Докурив сигарету, Саша задремал. Вскоре порыв ветра сорвал у меня шляпу и покатил по песку. Я не мог вскочить и догнать ее. Но тут Илонка, которая, как оказалось, не сводила с меня глаз, тотчас нашла выход из положения. Она сняла свою очаровательную шляпку с бантом и — не успел я опомниться — нацепила ее мне на голову длинной и тоненькой, как спичка, рукой.
— Вот так, Ваха, теперь тебе не напечет! — едва внятно выпалила Илонка и умолкла. Ее лицо при этом выражало неподдельную тревогу и одновременно радость. Радость от того, что она смогла хоть как-то позаботиться обо мне, сделать для меня что-то хорошее, доброе.
— Спасибо, Илька...
Я возвратил ей шляпку и по-дружески чмокнул в щеку. Илонка вспыхнула, затрепетала, но потом поникла и уронила голову на руки. Пышные волосы Илонки рассыпались по сторонам и совсем закрыли от меня ее лицо... Только лишь спустя годы я понял, какое по-настоящему глубокое чувство испытывала ко мне эта хрупкая девушка...
Наступал полдень.
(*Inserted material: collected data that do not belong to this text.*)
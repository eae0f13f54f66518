use anyhow::{Context, Result};
use mongodb::{Client, Database, bson::doc};

/// Connect to MongoDB and check the server answers before serving requests.
pub async fn get_database(uri: &str, database_name: &str) -> Result<Database> {
    let client = Client::with_uri_str(uri)
        .await
        .context("Failed to create MongoDB client")?;
    let db = client.database(database_name);

    db.run_command(doc! { "ping": 1 })
        .await
        .context("MongoDB did not answer ping")?;

    log::info!("Connected to MongoDB database '{}'", database_name);
    Ok(db)
}
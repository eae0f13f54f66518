use actix_web::{HttpResponse, Result, http::header, web};

use crate::error::AppError;
use crate::services::export::{export_png, export_svg};
use crate::state::app_state::AppState;

/// Download the rendered symbol exactly as shown
pub async fn download_svg(
    app_state: web::Data<AppState>,
    path: web::Path<String>,
) -> Result<HttpResponse, AppError> {
    let id = path.into_inner();
    let svg = app_state.with_session(&id, |session| export_svg(session.symbol()))?;

    Ok(HttpResponse::Ok()
        .content_type("image/svg+xml")
        .insert_header((header::CONTENT_DISPOSITION, "attachment; filename=\"qrcode.svg\""))
        .body(svg))
}

/// Download the rendered symbol as a 1024x1024 PNG
pub async fn download_png(
    app_state: web::Data<AppState>,
    path: web::Path<String>,
) -> Result<HttpResponse, AppError> {
    let id = path.into_inner();
    let symbol = app_state.with_session(&id, |session| Ok(session.symbol().cloned()))?;

    // Rasterizing takes a while; keep it off the worker thread
    let png = web::block(move || export_png(symbol.as_ref()))
        .await
        .map_err(|e| AppError::Internal(format!("PNG export failed: {}", e)))??;

    log::info!("Exported PNG for session {} ({} bytes)", id, png.len());
    Ok(HttpResponse::Ok()
        .content_type("image/png")
        .insert_header((header::CONTENT_DISPOSITION, "attachment; filename=\"qrcode.png\""))
        .body(png))
}
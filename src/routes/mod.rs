mod routes;

pub use routes::init_routes;
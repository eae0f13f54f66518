pub mod export;
pub mod history;
pub mod logo;
pub mod payload;
pub mod renderer;
pub mod session;
use serde::Serialize;

use crate::models::scheme::SchemeType;
use crate::services::session::EditorSession;
use crate::structs::qr_request::QrRequest;
use crate::structs::render_config::RenderConfigView;

/// Everything the editor needs to redraw after a change.
#[derive(Serialize)]
pub struct SessionResponse {
    pub id: String,
    #[serde(rename = "type")]
    pub scheme: SchemeType,
    pub request: QrRequest,
    pub payload: String,
    pub config: RenderConfigView,
    pub svg: Option<String>,
    #[serde(skip_serializing_if = "Option::is_none")]
    pub render_error: Option<String>,
}

impl SessionResponse {
    pub fn new(id: &str, session: &EditorSession) -> Self {
        Self {
            id: id.to_string(),
            scheme: session.active_scheme(),
            request: session.request(),
            payload: session.payload().to_string(),
            config: RenderConfigView::from(session.config()),
            svg: session.symbol().map(|symbol| symbol.svg().to_string()),
            render_error: session.render_error().map(String::from),
        }
    }
}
Когда мы выкупались в третий раз и помогли искупаться Илонке, нужно было идти домой. Внезапно я ощутил какое-то замешательство. И увидел, что мама с Ларисой Анатольевной стремительно побежали к морю... У берега со страшно побелевшим лицом, ухватившись за поручни сходен, стояла мать Николая. Казалось, еще минута — и она упадет в обморок.
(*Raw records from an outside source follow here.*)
use mongodb::bson::oid::ObjectId;
use serde::{Deserialize, Serialize};

use crate::models::history_item::{HistoryItem, NewHistoryEntry, SavedDetails};
use crate::models::scheme::SchemeType;
use crate::structs::render_config::ErrorCorrection;

/// A saved code in the remote `qr_codes` collection.
#[derive(Serialize, Deserialize, Debug, Clone)]
pub struct QrCodeRecord {
    #[serde(rename = "_id", skip_serializing_if = "Option::is_none")]
    pub id: Option<ObjectId>,
    pub owner: String,   // Subject of the token that saved it
    pub name: String,    // Display name shown in the history list
    #[serde(rename = "type")]
    pub scheme: SchemeType,
    pub content: String, // The encoded payload
    pub fg_color: String,
    pub bg_color: String,
    pub level: ErrorCorrection,
    pub created_at: i64, // When the code was saved (timestamp in milliseconds)
}

impl QrCodeRecord {
    pub fn new(owner: String, entry: NewHistoryEntry) -> Self {
        Self {
            id: None,
            owner,
            name: entry.name,
            scheme: entry.scheme,
            content: entry.payload,
            fg_color: entry.foreground,
            bg_color: entry.background,
            level: entry.level,
            created_at: chrono::Utc::now().timestamp_millis(),
        }
    }
}

impl From<QrCodeRecord> for HistoryItem {
    fn from(record: QrCodeRecord) -> Self {
        Self {
            id: record.id.map(|oid| oid.to_hex()).unwrap_or_default(),
            scheme: record.scheme,
            payload: record.content,
            created_at: record.created_at,
            details: Some(SavedDetails {
                owner: record.owner,
                name: record.name,
                foreground: record.fg_color,
                background: record.bg_color,
                level: record.level,
            }),
        }
    }
}
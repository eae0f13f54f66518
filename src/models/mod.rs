pub mod history_item;
pub mod qr_code;
pub mod scheme;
— Что с вами?! Вам нехорошо? — обратилась к ней моя мама. — Где Коля?
— Ко-ля, — не проговорила, а простонала женщина, еле переводя дыхание. — Он... он чуть не утопил меня, он... хотел... чтобы... чтобы меня не стало...
Ее взяли под руки и отвели на топчан. Какое-то время женщина сидела молча. Она была не в силах справиться с дыханием, как не могла полностью осознать, что же произошло. Потом она немного пришла в себя и рассказала, как все было.
Когда они с Колей отплыли на значительное расстояние от берега, Николай вдруг резким движением обхватил ее за плечи и повис на ней камнем. Она испугалась. Вначале не за себя — за сына. Стала захлебываться. Но пыталась удержаться на поверхности и изо всех сил била по воде руками. Наконец, она начала кричать, звать на помощь... Николай отпустил ее только тогда, когда к ним поспешили люди...
— Может быть, ему свело судорогой ногу? — осторожно спросила ее Лариса Анатольевна.
— Вы бы видели его в тот момент, — глухо произнесла женщина уже со слезами на глазах. — Я сама никогда прежде не видела его... таким. А главное, он не поплыл бы... он не поплыл бы сейчас один за буйки.
Женщина вытерла платком глаза. От их счастливого выражения теперь не осталось и следа. Она словно бы постарела за эти полчаса.
— Вы не волнуйтесь, всякое в жизни бывает. Прилягте, пожалуйста, — вот так. Теперь легче будет, — успокаивала женщину Лариса Анатольевна, хлопотала вокруг нее, подкладывала поудобнее надувную резиновую подушку.
Хотя я сильно переживал случившееся, но все же не мог не заметить то, как удивительно близки по характеру Лариса Анатольевна и Илонка. Все у них было одинаковым: доброта, чуткость, отзывчивость, и даже слова.
— Скажите, а что Коля в вашей семье единственный ребенок? — так же осторожно, как и в первый раз, поинтересовалась Лариса Анатольевна.
— Да, иметь второго мы с мужем побоялись.
Женщина не стала дожидаться сына. Оделась и ушла с пляжа одна. Несмотря на то, что кругом звучал детский смех, раздавались чьи-то голоса и шумел прибой, — казалось, вот-вот должно произойти нечто непоправимое.
Николай вышел из воды, как ни в чем ни бывало. Идти в нашу сторону он, скорее всего, не решился, потому что, поигрывая налитыми мускулами, обогнул навес и пропал за углом.